Search code examples
solrpaginationcursor

Solr cursor marker and pagination


I want to use Solr for my website as a search engine and I am trying to understand the difference between basic paging and deep paging with cursor marker.

As far as I understand, if you use the basic pagination and query the page 1001 with 20 results per page this will happen:

  • Solr will find the first 1000*20 matching results
  • display the next 20 results for 1001 page

I guess the problem is when someone clicks next page. Solr will find first the 1001*20 results and after that will show the desired results.

I haven't seen a proper example for deep paging with large numbers. Only with small numbers, so I am not sure about this. Can someone clarify it please?
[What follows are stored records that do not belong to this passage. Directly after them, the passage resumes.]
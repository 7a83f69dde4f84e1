//! sheetbridge converts tabular data between delimited text, xlsx
//! containers, and a remote range-based sheet service, through one neutral
//! Workbook/Sheet/Row model, and validates that model against DCTAP-style
//! application profiles.
//!
//! The [`engine::SpreadsheetEngine`] façade is the usual entry point;
//! the adapters under [`adapters`] are public for callers that need
//! format-specific options.

pub mod adapters;
pub mod engine;
pub mod error;
pub mod model;
pub mod profile;
pub mod validator;

pub use engine::{DataSource, DataTarget, EngineOptions, SpreadsheetEngine};
pub use error::{EngineError, Result};
pub use model::{CellValue, RichCell, Row, Sheet, SheetMetadata, Workbook, WorkbookMetadata};
pub use profile::{ConstraintKind, NodeKind, Profile, Property, Severity, Shape, Violation};
pub use validator::{ProfileValidator, ValidationMode, ValidatorOptions};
Is the following example correct?

.../query?q=id:book*&sort=pubyear_i+desc,id+asc&fl=title_t,pubyear_i&rows=1&cursorMark=*

This giving me the "nextCursorMark" : "AoJcfCVib29rMg=="

Now that I have the nextCursorMark I can go and find my desired page. Should I now go through the pages manually? Should I create a loop where I search for that particular page I want?
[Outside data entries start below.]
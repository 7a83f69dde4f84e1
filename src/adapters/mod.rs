//! Format adapters between external representations and the workbook model.

pub mod delimited;
pub mod remote;
pub mod xlsx;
Or should I have the first query with 20000 rows, get the nextCursorMark and then use it with another query having only 20 rows?
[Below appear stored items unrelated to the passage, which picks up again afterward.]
//! Conversion orchestrator: a thin façade over the three adapters and the
//! validator.
//!
//! Sources and targets are closed descriptor enums; the adapter that will
//! handle a call is resolved exactly once at the call boundary from the
//! declared kind plus file extension or media type.

use std::path::{Path, PathBuf};
use std::sync::Arc;

use tokio::fs;
use tokio::io::{AsyncBufReadExt, AsyncWriteExt, BufReader, BufWriter};
use tokio::task;
use tracing::debug;

use crate::adapters::delimited;
use crate::adapters::remote::{RemoteSheetAdapter, RemoteWriteOptions, SheetsService};
use crate::adapters::xlsx;
use crate::error::{EngineError, Result};
use crate::model::{Row, Workbook};
use crate::profile::{Profile, Violation};
use crate::validator::{ProfileValidator, ValidatorOptions};

pub const MEDIA_TYPE_CSV: &str = "text/csv";
pub const MEDIA_TYPE_TSV: &str = "text/tab-separated-values";
pub const MEDIA_TYPE_XLSX: &str =
    "application/vnd.openxmlformats-officedocument.spreadsheetml.sheet";

/// Where a read comes from.
#[derive(Debug, Clone)]
pub enum DataSource {
    File {
        path: PathBuf,
        media_type: Option<String>,
    },
    Buffer {
        data: Vec<u8>,
        media_type: Option<String>,
    },
    Remote {
        document_id: String,
        ranges: Option<Vec<String>>,
    },
}

impl DataSource {
    pub fn file(path: impl Into<PathBuf>) -> Self {
        Self::File {
            path: path.into(),
            media_type: None,
        }
    }

    pub fn buffer(data: Vec<u8>, media_type: Option<String>) -> Self {
        Self::Buffer { data, media_type }
    }

    pub fn remote(document_id: impl Into<String>) -> Self {
        Self::Remote {
            document_id: document_id.into(),
            ranges: None,
        }
    }
}

/// Where a write goes.
#[derive(Debug, Clone)]
pub enum DataTarget {
    /// Format inferred from the path's extension.
    File { path: PathBuf },
    Delimited {
        path: PathBuf,
        options: delimited::WriteOptions,
    },
    Xlsx {
        path: PathBuf,
        options: xlsx::WriteOptions,
    },
    Remote {
        document_id: String,
        options: RemoteWriteOptions,
    },
}

impl DataTarget {
    pub fn file(path: impl Into<PathBuf>) -> Self {
        Self::File { path: path.into() }
    }
}

/// The closed set of formats file and buffer sources resolve to.
#[derive(Debug, Clone, Copy, PartialEq, Eq)]
enum SourceFormat {
    Delimited,
    Xlsx,
}

#[derive(Default)]
pub struct EngineOptions {
    pub validation: ValidatorOptions,
    /// Client capability for the remote adapter; `None` leaves remote
    /// sources and targets unavailable.
    pub remote_service: Option<Arc<dyn SheetsService>>,
}

/// Single entry point for read/write/convert/validate/stream pipelines.
pub struct SpreadsheetEngine {
    validator: ProfileValidator,
    remote: Option<RemoteSheetAdapter>,
}

impl Default for SpreadsheetEngine {
    fn default() -> Self {
        Self::new(EngineOptions::default())
    }
}

impl SpreadsheetEngine {
    pub fn new(options: EngineOptions) -> Self {
        Self {
            validator: ProfileValidator::new(options.validation),
            remote: options.remote_service.map(RemoteSheetAdapter::new),
        }
    }

    /// Defer remote client construction to the first remote call.
    pub fn with_remote_factory<F>(mut self, factory: F) -> Self
    where
        F: Fn() -> Result<Arc<dyn SheetsService>> + Send + Sync + 'static,
    {
        self.remote = Some(RemoteSheetAdapter::with_factory(factory));
        self
    }

    /// Read any source into a workbook.
    pub async fn read(
        &self,
        source: &DataSource,
        options: &delimited::ReadOptions,
    ) -> Result<Workbook> {
        match source {
            DataSource::File { path, media_type } => {
                match resolve_format(Some(path), media_type.as_deref(), false)? {
                    SourceFormat::Delimited => {
                        let options = effective_read_options(options, Some(path));
                        let sheet = delimited::read(path, &options).await?;
                        Ok(Workbook::single(sheet))
                    }
                    SourceFormat::Xlsx => {
                        let path = path.clone();
                        run_blocking(move || xlsx::read(&path)).await
                    }
                }
            }
            DataSource::Buffer { data, media_type } => {
                match resolve_format(None, media_type.as_deref(), true)? {
                    SourceFormat::Delimited => {
                        let options = effective_read_options(options, None);
                        Ok(Workbook::single(delimited::read_buffer(data, &options)))
                    }
                    SourceFormat::Xlsx => xlsx::read_buffer(data),
                }
            }
            DataSource::Remote {
                document_id,
                ranges,
            } => {
                self.remote_adapter()?
                    .read(document_id, ranges.as_deref())
                    .await
            }
        }
    }

    /// Write a workbook to any target. A delimited target takes the first
    /// sheet; the other targets take the whole workbook.
    pub async fn write(&self, workbook: &Workbook, target: &DataTarget) -> Result<()> {
        match target {
            DataTarget::File { path } => match resolve_format(Some(path), None, false)? {
                SourceFormat::Delimited => {
                    let mut options = delimited::WriteOptions::default();
                    if extension_of(path).as_deref() == Some("tsv") {
                        options.delimiter = '\t';
                    }
                    self.write_delimited(workbook, path, &options).await
                }
                SourceFormat::Xlsx => {
                    write_xlsx(workbook, path, &xlsx::WriteOptions::default()).await
                }
            },
            DataTarget::Delimited { path, options } => {
                self.write_delimited(workbook, path, options).await
            }
            DataTarget::Xlsx { path, options } => write_xlsx(workbook, path, options).await,
            DataTarget::Remote {
                document_id,
                options,
            } => {
                self.remote_adapter()?
                    .write(workbook, document_id, options)
                    .await
            }
        }
    }

    /// Read from one descriptor and write to another, with no validation
    /// in between.
    pub async fn convert(
        &self,
        source: &DataSource,
        target: &DataTarget,
        options: &delimited::ReadOptions,
    ) -> Result<()> {
        let workbook = self.read(source, options).await?;
        self.write(&workbook, target).await
    }

    /// Check a workbook against an application profile. Violations are the
    /// result of a successful run, not an error.
    pub fn validate(&self, workbook: &Workbook, profile: &Profile) -> Vec<Violation> {
        self.validator.validate(workbook, profile)
    }

    /// Row-at-a-time pipeline over JSON-lines files, independent of the
    /// format adapters. Without a transform the bytes are copied as-is;
    /// with one, each line is decoded into a Row, transformed, and
    /// re-encoded. Returning `None` drops the row.
    pub async fn stream<F>(
        &self,
        source: impl AsRef<Path>,
        target: impl AsRef<Path>,
        transform: Option<F>,
    ) -> Result<()>
    where
        F: FnMut(Row) -> Option<Row>,
    {
        let source = source.as_ref();
        let file = fs::File::open(source).await.map_err(|err| {
            if err.kind() == std::io::ErrorKind::NotFound {
                EngineError::NotFound(source.display().to_string())
            } else {
                EngineError::Io(err)
            }
        })?;
        let mut writer = BufWriter::new(fs::File::create(target.as_ref()).await?);

        let Some(mut transform) = transform else {
            let mut reader = BufReader::new(file);
            tokio::io::copy(&mut reader, &mut writer).await?;
            writer.flush().await?;
            return Ok(());
        };

        let mut lines = BufReader::new(file).lines();
        while let Some(line) = lines.next_line().await? {
            if line.trim().is_empty() {
                continue;
            }
            let row: Row = serde_json::from_str(&line)
                .map_err(|err| EngineError::decode_path(source, err.to_string()))?;
            if let Some(row) = transform(row) {
                let encoded = serde_json::to_string(&row)
                    .map_err(|err| EngineError::decode_path(source, err.to_string()))?;
                writer.write_all(encoded.as_bytes()).await?;
                writer.write_all(b"\n").await?;
            }
        }
        writer.flush().await?;
        Ok(())
    }

    /// Direct access to the remote adapter, for document creation.
    pub fn remote(&self) -> Option<&RemoteSheetAdapter> {
        self.remote.as_ref()
    }

    fn remote_adapter(&self) -> Result<&RemoteSheetAdapter> {
        self.remote.as_ref().ok_or_else(|| {
            EngineError::RemoteUnavailable("no remote sheet service configured".into())
        })
    }

    async fn write_delimited(
        &self,
        workbook: &Workbook,
        path: &Path,
        options: &delimited::WriteOptions,
    ) -> Result<()> {
        let sheet = workbook
            .sheets
            .first()
            .ok_or_else(|| EngineError::NotFound("workbook contains no sheets".into()))?;
        delimited::write(sheet, path, options).await
    }
}

async fn write_xlsx(workbook: &Workbook, path: &Path, options: &xlsx::WriteOptions) -> Result<()> {
    let workbook = workbook.clone();
    let path = path.to_path_buf();
    let options = options.clone();
    run_blocking(move || xlsx::write(&workbook, &path, &options)).await
}

async fn run_blocking<T, F>(work: F) -> Result<T>
where
    T: Send + 'static,
    F: FnOnce() -> Result<T> + Send + 'static,
{
    task::spawn_blocking(work)
        .await
        .map_err(|err| EngineError::Io(std::io::Error::other(err)))?
}

/// Pick the adapter for a file or buffer source exactly once. Buffers with
/// no declared media type default to the binary container format.
fn resolve_format(
    path: Option<&Path>,
    media_type: Option<&str>,
    buffer_default: bool,
) -> Result<SourceFormat> {
    if let Some(media_type) = media_type {
        return match media_type {
            MEDIA_TYPE_CSV | MEDIA_TYPE_TSV => Ok(SourceFormat::Delimited),
            MEDIA_TYPE_XLSX => Ok(SourceFormat::Xlsx),
            other => Err(EngineError::UnsupportedFormat(other.to_string())),
        };
    }
    if let Some(path) = path {
        let extension = extension_of(path);
        return match extension.as_deref() {
            Some("csv") | Some("tsv") => Ok(SourceFormat::Delimited),
            Some("xlsx") | Some("xlsm") | Some("xls") => Ok(SourceFormat::Xlsx),
            other => Err(EngineError::UnsupportedFormat(
                other.unwrap_or("<no extension>").to_string(),
            )),
        };
    }
    if buffer_default {
        debug!("buffer source has no media type, assuming binary container");
        return Ok(SourceFormat::Xlsx);
    }
    Err(EngineError::UnsupportedFormat("<unknown>".to_string()))
}

fn extension_of(path: &Path) -> Option<String> {
    path.extension()
        .map(|ext| ext.to_string_lossy().to_ascii_lowercase())
}

/// Tab-separated files get a tab delimiter unless the caller overrode it.
fn effective_read_options(
    options: &delimited::ReadOptions,
    path: Option<&Path>,
) -> delimited::ReadOptions {
    let mut effective = options.clone();
    if effective.delimiter == ','
        && path.map(|p| extension_of(p).as_deref() == Some("tsv")).unwrap_or(false)
    {
        effective.delimiter = '\t';
    }
    effective
}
I find it a bit strange to run some query with 20000 rows just to get the nextCursorMark. Is it the correct way to do it?

And what if, for example you have 10 pages and the user wants to click on page 5 from page 1. Will I need to go through each page manually to get there?

Edit:

I have read this: How to manage "paging" with Solr?

And this: https://lucidworks.com/blog/2013/12/12/coming-soon-to-solr-efficient-cursor-based-iteration-of-large-result-sets/

Tried to find a working example but couldn't.


Solution

  • The cursorMark tells Solr where it should start the next response. It's analogous to the start parameter in your first example. As you're paginating through the results, each response's cursorMark shows where the next page starts.

    If you're just looking for "what is the first result on page 1001", first version will work just fine. If you're paginating through the results - were a user may or may not go to the next page, the point about using cursorMarks is that each node (or in a single node setup) know which document was the last one to be shown, and thus, can return only rows number of documents from the current position for each node. If you'd do the first version, each node would have to return start + rows documents. So instead of trying to find out "which documents are the ten ones after 20001", you just need to answer "which documents are the next ten after this sort key".

    In addition cursorMarks handles updates to the result set better, as you avoid any changes to the result set that would push documents that have already been shown back into the next page you're displaying.

    See the reference guide for complete examples and further descriptions.